*** INPUT MATERIAL ***
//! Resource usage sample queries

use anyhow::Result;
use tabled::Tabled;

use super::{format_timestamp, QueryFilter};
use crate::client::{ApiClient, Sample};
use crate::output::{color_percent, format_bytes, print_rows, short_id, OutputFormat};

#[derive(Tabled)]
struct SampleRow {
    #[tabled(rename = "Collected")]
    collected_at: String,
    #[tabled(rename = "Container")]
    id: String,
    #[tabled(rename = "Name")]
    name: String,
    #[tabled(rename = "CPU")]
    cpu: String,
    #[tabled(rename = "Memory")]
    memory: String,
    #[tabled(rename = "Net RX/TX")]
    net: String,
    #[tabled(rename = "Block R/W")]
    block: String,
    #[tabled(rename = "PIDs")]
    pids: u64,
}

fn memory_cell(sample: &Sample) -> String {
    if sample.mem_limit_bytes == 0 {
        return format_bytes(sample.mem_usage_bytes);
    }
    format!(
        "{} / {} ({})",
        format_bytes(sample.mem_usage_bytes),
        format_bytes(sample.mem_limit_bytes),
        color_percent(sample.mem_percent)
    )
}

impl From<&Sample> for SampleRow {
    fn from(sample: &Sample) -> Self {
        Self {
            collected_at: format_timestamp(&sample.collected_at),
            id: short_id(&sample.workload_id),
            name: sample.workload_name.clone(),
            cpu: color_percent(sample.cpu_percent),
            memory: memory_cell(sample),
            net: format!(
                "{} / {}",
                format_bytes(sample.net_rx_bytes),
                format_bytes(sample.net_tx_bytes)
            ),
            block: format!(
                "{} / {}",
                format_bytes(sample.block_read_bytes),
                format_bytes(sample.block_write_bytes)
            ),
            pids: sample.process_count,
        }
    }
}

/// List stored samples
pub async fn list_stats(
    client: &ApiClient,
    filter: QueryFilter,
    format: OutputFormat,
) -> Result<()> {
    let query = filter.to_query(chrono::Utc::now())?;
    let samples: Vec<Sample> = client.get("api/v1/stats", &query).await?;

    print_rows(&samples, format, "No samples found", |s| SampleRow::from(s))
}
***
*** INPUT MATERIAL ***
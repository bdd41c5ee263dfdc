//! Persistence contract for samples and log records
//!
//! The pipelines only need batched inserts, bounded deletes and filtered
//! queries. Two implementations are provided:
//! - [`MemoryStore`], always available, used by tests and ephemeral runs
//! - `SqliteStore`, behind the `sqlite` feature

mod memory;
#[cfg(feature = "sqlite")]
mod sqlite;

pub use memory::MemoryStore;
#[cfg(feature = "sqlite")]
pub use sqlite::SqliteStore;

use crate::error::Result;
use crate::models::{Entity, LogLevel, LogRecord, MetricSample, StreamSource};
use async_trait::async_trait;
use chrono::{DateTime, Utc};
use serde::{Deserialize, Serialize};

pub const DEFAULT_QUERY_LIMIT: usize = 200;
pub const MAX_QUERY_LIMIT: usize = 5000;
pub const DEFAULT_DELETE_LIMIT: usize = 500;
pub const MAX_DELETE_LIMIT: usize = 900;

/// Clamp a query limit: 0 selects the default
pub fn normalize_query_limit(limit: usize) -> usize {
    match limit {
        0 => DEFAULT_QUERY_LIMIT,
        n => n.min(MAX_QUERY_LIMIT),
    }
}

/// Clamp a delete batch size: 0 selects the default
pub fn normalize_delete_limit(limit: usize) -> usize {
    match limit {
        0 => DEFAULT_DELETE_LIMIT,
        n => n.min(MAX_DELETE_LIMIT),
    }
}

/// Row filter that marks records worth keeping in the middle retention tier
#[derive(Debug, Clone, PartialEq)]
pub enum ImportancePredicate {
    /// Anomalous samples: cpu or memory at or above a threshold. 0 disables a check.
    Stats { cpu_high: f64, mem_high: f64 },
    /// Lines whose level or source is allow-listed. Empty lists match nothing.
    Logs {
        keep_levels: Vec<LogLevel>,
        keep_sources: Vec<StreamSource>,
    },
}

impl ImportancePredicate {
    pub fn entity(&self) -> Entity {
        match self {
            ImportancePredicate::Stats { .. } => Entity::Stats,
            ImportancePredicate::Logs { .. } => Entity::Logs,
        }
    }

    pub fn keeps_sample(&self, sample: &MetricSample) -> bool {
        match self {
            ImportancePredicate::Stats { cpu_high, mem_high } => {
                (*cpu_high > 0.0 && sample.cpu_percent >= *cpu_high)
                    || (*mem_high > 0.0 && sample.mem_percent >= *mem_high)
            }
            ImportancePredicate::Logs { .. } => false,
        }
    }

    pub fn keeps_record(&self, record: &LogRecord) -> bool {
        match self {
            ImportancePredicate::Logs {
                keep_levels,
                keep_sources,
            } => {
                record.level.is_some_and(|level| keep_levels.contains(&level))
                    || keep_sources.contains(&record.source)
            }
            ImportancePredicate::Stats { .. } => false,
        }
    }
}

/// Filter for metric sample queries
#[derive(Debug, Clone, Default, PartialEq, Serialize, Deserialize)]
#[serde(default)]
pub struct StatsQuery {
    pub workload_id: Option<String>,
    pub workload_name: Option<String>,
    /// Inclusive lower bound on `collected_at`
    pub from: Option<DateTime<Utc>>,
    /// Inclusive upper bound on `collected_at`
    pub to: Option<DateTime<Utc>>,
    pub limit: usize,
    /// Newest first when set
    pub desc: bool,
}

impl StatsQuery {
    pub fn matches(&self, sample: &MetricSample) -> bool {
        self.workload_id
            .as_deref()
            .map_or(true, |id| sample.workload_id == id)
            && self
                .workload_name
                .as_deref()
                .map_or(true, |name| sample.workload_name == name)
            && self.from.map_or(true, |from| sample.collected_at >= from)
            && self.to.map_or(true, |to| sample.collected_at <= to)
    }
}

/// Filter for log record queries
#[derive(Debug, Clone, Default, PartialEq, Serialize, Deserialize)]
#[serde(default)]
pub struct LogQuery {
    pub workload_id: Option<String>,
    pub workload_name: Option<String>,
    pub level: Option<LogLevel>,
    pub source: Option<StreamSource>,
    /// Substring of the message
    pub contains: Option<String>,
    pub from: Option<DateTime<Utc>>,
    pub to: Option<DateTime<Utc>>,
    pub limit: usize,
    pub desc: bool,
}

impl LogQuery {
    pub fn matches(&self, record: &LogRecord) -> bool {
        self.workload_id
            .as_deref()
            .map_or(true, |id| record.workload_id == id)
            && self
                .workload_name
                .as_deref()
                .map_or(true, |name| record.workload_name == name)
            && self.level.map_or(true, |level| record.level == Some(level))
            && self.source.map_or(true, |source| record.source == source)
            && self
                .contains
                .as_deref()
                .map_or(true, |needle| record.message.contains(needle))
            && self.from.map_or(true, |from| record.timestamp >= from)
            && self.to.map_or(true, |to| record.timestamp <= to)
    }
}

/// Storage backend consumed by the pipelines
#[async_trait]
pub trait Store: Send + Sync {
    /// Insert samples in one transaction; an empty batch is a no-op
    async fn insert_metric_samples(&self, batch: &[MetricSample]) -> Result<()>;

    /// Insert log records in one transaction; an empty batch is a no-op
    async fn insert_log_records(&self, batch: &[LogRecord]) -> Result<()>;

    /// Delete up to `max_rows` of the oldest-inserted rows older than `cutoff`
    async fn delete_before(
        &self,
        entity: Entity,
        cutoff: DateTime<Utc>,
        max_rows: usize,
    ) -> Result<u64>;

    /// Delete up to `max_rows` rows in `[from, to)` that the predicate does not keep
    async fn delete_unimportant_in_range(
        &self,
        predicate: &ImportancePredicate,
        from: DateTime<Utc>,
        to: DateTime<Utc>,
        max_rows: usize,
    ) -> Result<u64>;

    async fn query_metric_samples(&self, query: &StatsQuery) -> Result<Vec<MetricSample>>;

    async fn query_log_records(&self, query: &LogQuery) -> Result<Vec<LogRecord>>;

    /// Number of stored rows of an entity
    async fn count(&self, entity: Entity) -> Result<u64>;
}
***
*** INPUT MATERIAL ***
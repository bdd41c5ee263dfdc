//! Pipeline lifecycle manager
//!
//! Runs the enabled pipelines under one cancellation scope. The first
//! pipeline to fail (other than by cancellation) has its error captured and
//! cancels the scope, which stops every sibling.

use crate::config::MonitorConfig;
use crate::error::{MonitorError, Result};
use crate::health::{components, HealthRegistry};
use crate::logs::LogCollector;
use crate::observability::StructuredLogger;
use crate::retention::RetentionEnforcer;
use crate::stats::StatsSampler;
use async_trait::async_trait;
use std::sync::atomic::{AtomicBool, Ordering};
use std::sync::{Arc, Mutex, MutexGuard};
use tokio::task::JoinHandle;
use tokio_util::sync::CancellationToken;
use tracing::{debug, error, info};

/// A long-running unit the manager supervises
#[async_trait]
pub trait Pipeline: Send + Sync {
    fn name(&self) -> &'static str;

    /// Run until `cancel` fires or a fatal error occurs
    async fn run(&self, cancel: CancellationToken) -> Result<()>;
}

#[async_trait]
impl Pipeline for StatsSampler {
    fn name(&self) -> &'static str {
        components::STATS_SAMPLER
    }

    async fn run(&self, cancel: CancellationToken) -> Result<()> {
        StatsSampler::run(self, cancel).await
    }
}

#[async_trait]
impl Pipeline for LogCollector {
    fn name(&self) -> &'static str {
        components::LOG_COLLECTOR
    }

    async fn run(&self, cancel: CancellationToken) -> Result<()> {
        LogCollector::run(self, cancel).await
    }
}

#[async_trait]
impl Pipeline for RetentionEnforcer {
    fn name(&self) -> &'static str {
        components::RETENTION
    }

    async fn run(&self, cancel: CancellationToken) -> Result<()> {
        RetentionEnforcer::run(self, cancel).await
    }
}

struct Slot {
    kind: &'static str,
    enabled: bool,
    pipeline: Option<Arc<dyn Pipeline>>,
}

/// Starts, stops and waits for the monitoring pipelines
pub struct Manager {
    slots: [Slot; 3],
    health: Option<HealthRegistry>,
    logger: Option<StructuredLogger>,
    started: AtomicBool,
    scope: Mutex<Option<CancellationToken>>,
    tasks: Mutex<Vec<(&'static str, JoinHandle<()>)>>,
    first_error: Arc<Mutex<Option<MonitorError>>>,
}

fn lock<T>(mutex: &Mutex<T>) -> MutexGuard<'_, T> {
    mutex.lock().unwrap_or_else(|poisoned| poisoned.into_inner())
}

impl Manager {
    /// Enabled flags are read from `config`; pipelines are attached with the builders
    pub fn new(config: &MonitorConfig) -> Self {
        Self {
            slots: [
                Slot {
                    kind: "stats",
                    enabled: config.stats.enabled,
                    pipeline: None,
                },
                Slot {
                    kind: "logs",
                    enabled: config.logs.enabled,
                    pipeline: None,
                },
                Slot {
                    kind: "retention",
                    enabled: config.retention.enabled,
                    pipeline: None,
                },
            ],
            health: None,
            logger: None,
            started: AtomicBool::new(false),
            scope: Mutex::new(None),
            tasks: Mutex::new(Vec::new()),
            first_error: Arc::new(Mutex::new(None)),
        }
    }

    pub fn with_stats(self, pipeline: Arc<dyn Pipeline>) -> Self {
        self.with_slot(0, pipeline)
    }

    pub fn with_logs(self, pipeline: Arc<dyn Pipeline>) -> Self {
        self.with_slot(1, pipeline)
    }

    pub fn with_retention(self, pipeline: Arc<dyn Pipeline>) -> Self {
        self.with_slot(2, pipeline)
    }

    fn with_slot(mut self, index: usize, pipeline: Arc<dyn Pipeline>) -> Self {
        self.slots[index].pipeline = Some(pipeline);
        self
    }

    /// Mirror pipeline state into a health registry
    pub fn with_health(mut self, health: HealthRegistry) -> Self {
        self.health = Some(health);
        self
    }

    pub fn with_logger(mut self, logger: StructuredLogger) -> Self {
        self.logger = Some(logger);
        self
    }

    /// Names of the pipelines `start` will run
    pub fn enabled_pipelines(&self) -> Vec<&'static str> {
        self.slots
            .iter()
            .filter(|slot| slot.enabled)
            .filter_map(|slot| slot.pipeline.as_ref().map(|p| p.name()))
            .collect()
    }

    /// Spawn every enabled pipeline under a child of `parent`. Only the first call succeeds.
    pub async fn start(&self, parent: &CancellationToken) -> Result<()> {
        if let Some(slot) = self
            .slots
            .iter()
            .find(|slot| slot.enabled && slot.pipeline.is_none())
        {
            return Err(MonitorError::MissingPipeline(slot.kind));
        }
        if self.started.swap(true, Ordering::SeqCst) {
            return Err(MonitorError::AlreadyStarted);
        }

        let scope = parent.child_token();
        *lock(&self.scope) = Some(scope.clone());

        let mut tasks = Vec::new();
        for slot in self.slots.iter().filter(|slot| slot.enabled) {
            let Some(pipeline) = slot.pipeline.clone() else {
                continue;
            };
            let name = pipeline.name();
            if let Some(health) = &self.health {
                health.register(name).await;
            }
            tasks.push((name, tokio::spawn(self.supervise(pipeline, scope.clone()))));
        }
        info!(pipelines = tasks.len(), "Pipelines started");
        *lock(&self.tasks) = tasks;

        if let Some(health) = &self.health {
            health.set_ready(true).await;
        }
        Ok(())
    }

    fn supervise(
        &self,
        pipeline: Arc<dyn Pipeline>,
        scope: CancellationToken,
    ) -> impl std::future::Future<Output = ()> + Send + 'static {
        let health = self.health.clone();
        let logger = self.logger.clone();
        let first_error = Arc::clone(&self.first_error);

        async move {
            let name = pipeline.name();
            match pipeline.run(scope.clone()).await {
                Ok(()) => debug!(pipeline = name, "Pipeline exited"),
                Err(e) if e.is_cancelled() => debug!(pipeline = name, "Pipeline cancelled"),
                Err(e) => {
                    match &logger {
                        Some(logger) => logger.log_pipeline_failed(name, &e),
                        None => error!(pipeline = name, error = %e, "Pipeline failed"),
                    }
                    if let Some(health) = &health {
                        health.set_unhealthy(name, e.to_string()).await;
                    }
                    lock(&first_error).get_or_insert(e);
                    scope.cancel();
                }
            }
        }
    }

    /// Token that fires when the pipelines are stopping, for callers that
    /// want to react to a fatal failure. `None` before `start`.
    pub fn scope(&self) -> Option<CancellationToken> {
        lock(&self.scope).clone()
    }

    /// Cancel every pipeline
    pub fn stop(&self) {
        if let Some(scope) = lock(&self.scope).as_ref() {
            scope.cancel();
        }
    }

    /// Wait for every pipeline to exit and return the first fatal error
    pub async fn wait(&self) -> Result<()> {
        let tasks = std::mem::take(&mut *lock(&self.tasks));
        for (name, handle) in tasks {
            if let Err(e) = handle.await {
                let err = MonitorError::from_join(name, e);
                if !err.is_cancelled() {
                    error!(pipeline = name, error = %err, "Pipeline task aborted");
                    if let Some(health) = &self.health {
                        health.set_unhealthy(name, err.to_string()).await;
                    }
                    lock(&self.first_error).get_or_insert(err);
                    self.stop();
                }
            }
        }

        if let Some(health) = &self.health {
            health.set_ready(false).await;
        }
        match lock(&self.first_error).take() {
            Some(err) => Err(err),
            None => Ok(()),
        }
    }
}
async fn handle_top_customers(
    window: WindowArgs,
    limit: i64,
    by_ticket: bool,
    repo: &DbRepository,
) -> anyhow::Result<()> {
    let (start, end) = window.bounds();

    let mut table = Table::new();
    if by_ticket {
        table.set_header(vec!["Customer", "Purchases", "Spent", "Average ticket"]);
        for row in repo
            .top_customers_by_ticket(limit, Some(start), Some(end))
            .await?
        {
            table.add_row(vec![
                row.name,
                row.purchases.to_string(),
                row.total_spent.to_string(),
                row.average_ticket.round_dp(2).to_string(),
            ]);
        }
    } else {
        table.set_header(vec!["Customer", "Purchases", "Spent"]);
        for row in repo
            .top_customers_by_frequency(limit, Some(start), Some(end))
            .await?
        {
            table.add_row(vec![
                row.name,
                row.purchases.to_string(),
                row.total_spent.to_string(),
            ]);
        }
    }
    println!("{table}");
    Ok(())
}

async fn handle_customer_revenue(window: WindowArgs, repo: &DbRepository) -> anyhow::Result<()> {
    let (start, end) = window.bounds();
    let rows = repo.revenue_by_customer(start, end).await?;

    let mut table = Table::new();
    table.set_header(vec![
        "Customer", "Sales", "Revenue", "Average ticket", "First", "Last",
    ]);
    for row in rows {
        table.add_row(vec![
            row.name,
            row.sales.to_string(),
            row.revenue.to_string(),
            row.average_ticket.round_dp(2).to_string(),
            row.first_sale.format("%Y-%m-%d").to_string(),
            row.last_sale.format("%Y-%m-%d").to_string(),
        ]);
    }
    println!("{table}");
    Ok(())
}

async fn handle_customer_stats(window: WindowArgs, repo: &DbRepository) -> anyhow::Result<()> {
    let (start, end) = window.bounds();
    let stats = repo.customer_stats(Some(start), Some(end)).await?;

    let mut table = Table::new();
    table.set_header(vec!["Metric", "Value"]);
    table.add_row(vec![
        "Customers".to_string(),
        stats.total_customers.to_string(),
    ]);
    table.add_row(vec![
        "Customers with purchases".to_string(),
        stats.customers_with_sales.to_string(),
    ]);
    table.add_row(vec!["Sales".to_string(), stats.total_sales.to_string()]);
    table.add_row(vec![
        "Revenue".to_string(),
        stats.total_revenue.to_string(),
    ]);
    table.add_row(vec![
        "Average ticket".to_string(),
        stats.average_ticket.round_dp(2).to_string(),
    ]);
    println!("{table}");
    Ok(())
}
***
_PROBLEM TO WORK ON_:
Find and copy each line above that includes the string "StructuredLogger".

_EXERCISE SOLUTION_:
use crate::observability::StructuredLogger;
    logger: Option<StructuredLogger>,
    pub fn with_logger(mut self, logger: StructuredLogger) -> Self {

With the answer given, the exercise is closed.